Una violación de derechos fundamentales
Desde una perspectiva de derechos humanos, la presidenta de la asociación Alanna, Chelo Álvarez, va aún más lejos: negar la violencia de género utilizando excusas individuales del agresor es una violación de derechos fundamentales. No se trata de una discusión semántica o ideológica; es una cuestión legal, constitucional y ética. España está obligada por el Convenio de Estambul, por CEDAW, por la Constitución y por sus propias leyes a reconocer, nombrar y combatir la violencia machista. Cada vez que una institución intenta borrarla del discurso, está incumpliendo ese deber.

Álvarez recuerda algo que debería ser obvio, pero que algunos discursos insisten en ensombrecer: millones de hombres viven situaciones difíciles —pobreza, dolor crónico, desempleo, depresión— y no asesinan a sus parejas. La violencia machista no nace de la precariedad ni del sufrimiento, sino del machismo. Del sentido de propiedad. De la idea estructural —y aprendida— de que la vida de una mujer puede ser un territorio controlable.
Y cada vez que un responsable público dice “no era violencia de género”, está sosteniendo, aunque sea de manera involuntaria, ese mismo andamiaje cultural.
Lo personal aquí se mezcla con lo político. Escuchar a un alcalde decir que un feminicidio no era violencia machista porque “la quería mucho” provoca un nudo difícil de explicar. No solo porque es falso, sino porque es cruel. Es cruel con la víctima, cruel con las mujeres que hoy viven con miedo, cruel con las familias que han perdido hijas, madres, hermanas. Y también cruel con una sociedad que intenta avanzar mientras algunos discursos la empujan hacia atrás.
La pregunta entonces es inevitable: ¿qué implica decir que un hombre que asesta 50 puñaladas a su pareja “la quería mucho? Implica aceptar que el amor de un hombre puede expresarse a través de la violencia. Implica legitimar el mito del “crimen por amor”. Implica enviar a las víctimas un mensaje devastador: “si denuncia, quizá no te crean; si te matan, quizá encuentren una explicación”.

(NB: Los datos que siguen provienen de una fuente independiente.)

//! Control-channel request/reply machinery (RFC 959 §4).
//!
//! Handles:
//! - Sending FTP commands terminated with `\r\n`
//! - Assembling single-line and multi-line replies
//! - Dispatching replies to a per-task handler until it settles
//! - The per-task idle timeout and the session `closed` flag
//!
//! Tasks are strictly serialized: `&mut self` on every entry point means
//! at most one request/reply exchange is in flight per channel, and the
//! next one starts only after the previous handler resolved or rejected.

use crate::error::{FtpError, FtpResult};
use crate::types::Reply;
use std::time::Duration;
use tokio::io::{AsyncBufRead, AsyncBufReadExt, AsyncWriteExt, BufReader};
use tokio::net::tcp::{OwnedReadHalf, OwnedWriteHalf};
use tokio::net::TcpStream;
use tokio_native_tls::TlsStream;

/// Abstraction over a plain TCP or TLS-wrapped read half.
pub enum ReadHalf {
    Plain(BufReader<OwnedReadHalf>),
    Tls(BufReader<tokio::io::ReadHalf<TlsStream<TcpStream>>>),
}

/// Abstraction over a plain TCP or TLS-wrapped write half.
pub enum WriteHalf {
    Plain(OwnedWriteHalf),
    Tls(tokio::io::WriteHalf<TlsStream<TcpStream>>),
}

/// What a task handler decides after seeing a reply.
pub enum TaskAction {
    /// The task is complete; resolve with this reply.
    Resolve,
    /// Not terminal (e.g. a preliminary reply); keep waiting.
    Wait,
    /// Send a follow-up command (e.g. PASS after 331) and keep waiting.
    Send(String),
    /// Reject with a protocol error built from this reply.
    Reject,
}

/// The control channel: owns the control socket and serializes
/// request/reply exchanges over it.
pub struct ControlChannel {
    reader: ReadHalf,
    writer: WriteHalf,
    /// Idle timeout per awaited reply. Zero disables the timer.
    timeout: Duration,
    closed: bool,
}

impl ControlChannel {
    /// Create a channel from a plain TCP stream.
    pub fn from_tcp(stream: TcpStream, timeout: Duration) -> Self {
        let (rd, wr) = stream.into_split();
        Self {
            reader: ReadHalf::Plain(BufReader::new(rd)),
            writer: WriteHalf::Plain(wr),
            timeout,
            closed: false,
        }
    }

    /// Create a channel from a TLS-wrapped TCP stream.
    pub fn from_tls(stream: TlsStream<TcpStream>, timeout: Duration) -> Self {
        let (rd, wr) = tokio::io::split(stream);
        Self {
            reader: ReadHalf::Tls(BufReader::new(rd)),
            writer: WriteHalf::Tls(wr),
            timeout,
            closed: false,
        }
    }

    pub fn timeout(&self) -> Duration {
        self.timeout
    }

    pub fn set_timeout(&mut self, timeout: Duration) {
        self.timeout = timeout;
    }

    pub fn is_closed(&self) -> bool {
        self.closed
    }

    /// Mark the session dead. Every later call fails with a
    /// client-closed error and no wire I/O happens.
    pub fn mark_closed(&mut self) {
        self.closed = true;
    }

    /// Tear the channel apart for a TLS upgrade.
    pub(crate) fn into_halves(self) -> (ReadHalf, WriteHalf) {
        (self.reader, self.writer)
    }

    /// Send a raw command line (CRLF is appended here).
    ///
    /// Low-level injection point for handlers that must emit follow-ups.
    pub async fn send(&mut self, cmd: &str) -> FtpResult<()> {
        if self.closed {
            return Err(FtpError::closed());
        }
        log::trace!(">>> {}", mask_command(cmd));
        let line = format!("{}\r\n", cmd);
        let written = match &mut self.writer {
            WriteHalf::Plain(w) => w.write_all(line.as_bytes()).await,
            WriteHalf::Tls(w) => w.write_all(line.as_bytes()).await,
        };
        if let Err(e) = written {
            self.closed = true;
            return Err(FtpError::transport(format!("Control write: {}", e)));
        }
        Ok(())
    }

    /// Await the next complete reply, honoring the idle timer.
    ///
    /// Timeouts and transport errors mark the session closed before they
    /// propagate; so does a reply that cannot be framed, since the byte
    /// stream is unsynchronized after it.
    pub async fn read_reply(&mut self) -> FtpResult<Reply> {
        if self.closed {
            return Err(FtpError::closed());
        }
        let assemble = async {
            match &mut self.reader {
                ReadHalf::Plain(r) => assemble_reply(r).await,
                ReadHalf::Tls(r) => assemble_reply(r).await,
            }
        };
        let result = if self.timeout.is_zero() {
            assemble.await
        } else {
            match tokio::time::timeout(self.timeout, assemble).await {
                Ok(r) => r,
                Err(_) => Err(FtpError::timeout("Control connection idle timeout")),
            }
        };
        match result {
            Ok(reply) => {
                log::trace!(
                    "<<< {} {}",
                    reply.code,
                    reply.lines.last().map(String::as_str).unwrap_or("")
                );
                Ok(reply)
            }
            Err(e) => {
                self.closed = true;
                Err(e)
            }
        }
    }

    /// Send a command and return the next reply, whatever its code.
    pub async fn execute(&mut self, cmd: &str) -> FtpResult<Reply> {
        self.send(cmd).await?;
        self.read_reply().await
    }

    /// Generalized task: optionally send a command, then feed every
    /// incoming reply to `handler` until it resolves or rejects.
    pub async fn handle<F>(&mut self, cmd: Option<&str>, mut handler: F) -> FtpResult<Reply>
    where
        F: FnMut(&Reply) -> TaskAction,
    {
        if self.closed {
            return Err(FtpError::closed());
        }
        if let Some(cmd) = cmd {
            self.send(cmd).await?;
        }
        loop {
            let reply = self.read_reply().await?;
            match handler(&reply) {
                TaskAction::Resolve => return Ok(reply),
                TaskAction::Wait => {}
                TaskAction::Send(follow_up) => self.send(&follow_up).await?,
                TaskAction::Reject => {
                    return Err(FtpError::protocol(reply.code, reply.text()));
                }
            }
        }
    }

    /// Send a command with the default handler: resolve on positive
    /// completion, keep waiting through preliminary replies, reject on
    /// anything else.
    pub async fn request(&mut self, cmd: &str) -> FtpResult<Reply> {
        self.handle(Some(cmd), |reply| {
            if reply.is_completion() {
                TaskAction::Resolve
            } else if reply.is_preliminary() {
                TaskAction::Wait
            } else {
                TaskAction::Reject
            }
        })
        .await
    }
}

/// Hide credentials from the command trace.
fn mask_command(cmd: &str) -> String {
    match cmd.split_once(' ') {
        Some(("PASS", _)) => "PASS ***".to_string(),
        _ => cmd.to_string(),
    }
}

/// Assemble one complete reply from the control byte stream.
///
/// Framing rule: a reply begins with three decimal digits. If the fourth
/// byte is `-` the reply is multi-line and continues until a line begins
/// with the same three digits followed by a space. The full body text is
/// preserved so upper layers can extract payloads (PWD path, SIZE
/// number, FEAT feature lines).
async fn assemble_reply<R: AsyncBufRead + Unpin>(reader: &mut R) -> FtpResult<Reply> {
    let first = read_line(reader).await?;
    let code = parse_code(&first)?;
    let mut lines = vec![first.clone()];

    let is_multi = first.len() >= 4 && first.as_bytes()[3] == b'-';
    if is_multi {
        let terminator = format!("{} ", code);
        loop {
            let next = read_line(reader).await?;
            let done = next.starts_with(&terminator);
            lines.push(next);
            if done {
                break;
            }
        }
    }

    Ok(Reply { code, lines })
}

async fn read_line<R: AsyncBufRead + Unpin>(reader: &mut R) -> FtpResult<String> {
    let mut buf = String::new();
    let n = reader.read_line(&mut buf).await?;
    if n == 0 {
        return Err(FtpError::transport("Server closed control connection"));
    }
    Ok(buf.trim_end_matches(['\r', '\n']).to_string())
}

/// Parse and validate the 3-digit reply code from the start of a line.
fn parse_code(line: &str) -> FtpResult<u16> {
    let code = line
        .get(..3)
        .and_then(|digits| digits.parse::<u16>().ok())
        .ok_or_else(|| FtpError::parse(format!("Invalid reply code in: '{}'", line)))?;
    if !(100..600).contains(&code) {
        return Err(FtpError::parse(format!("Reply code out of range: {}", code)));
    }
    Ok(code)
}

La violencia machista se sostiene también en las palabras. En cómo nombramos. En cómo justificamos. En cómo callamos. Y por eso importa tanto lo que dice un alcalde, un médico, una activista o un periodista. Importa porque cada discurso que atenúa la responsabilidad del agresor refuerza el sistema que permite que estos crímenes ocurran.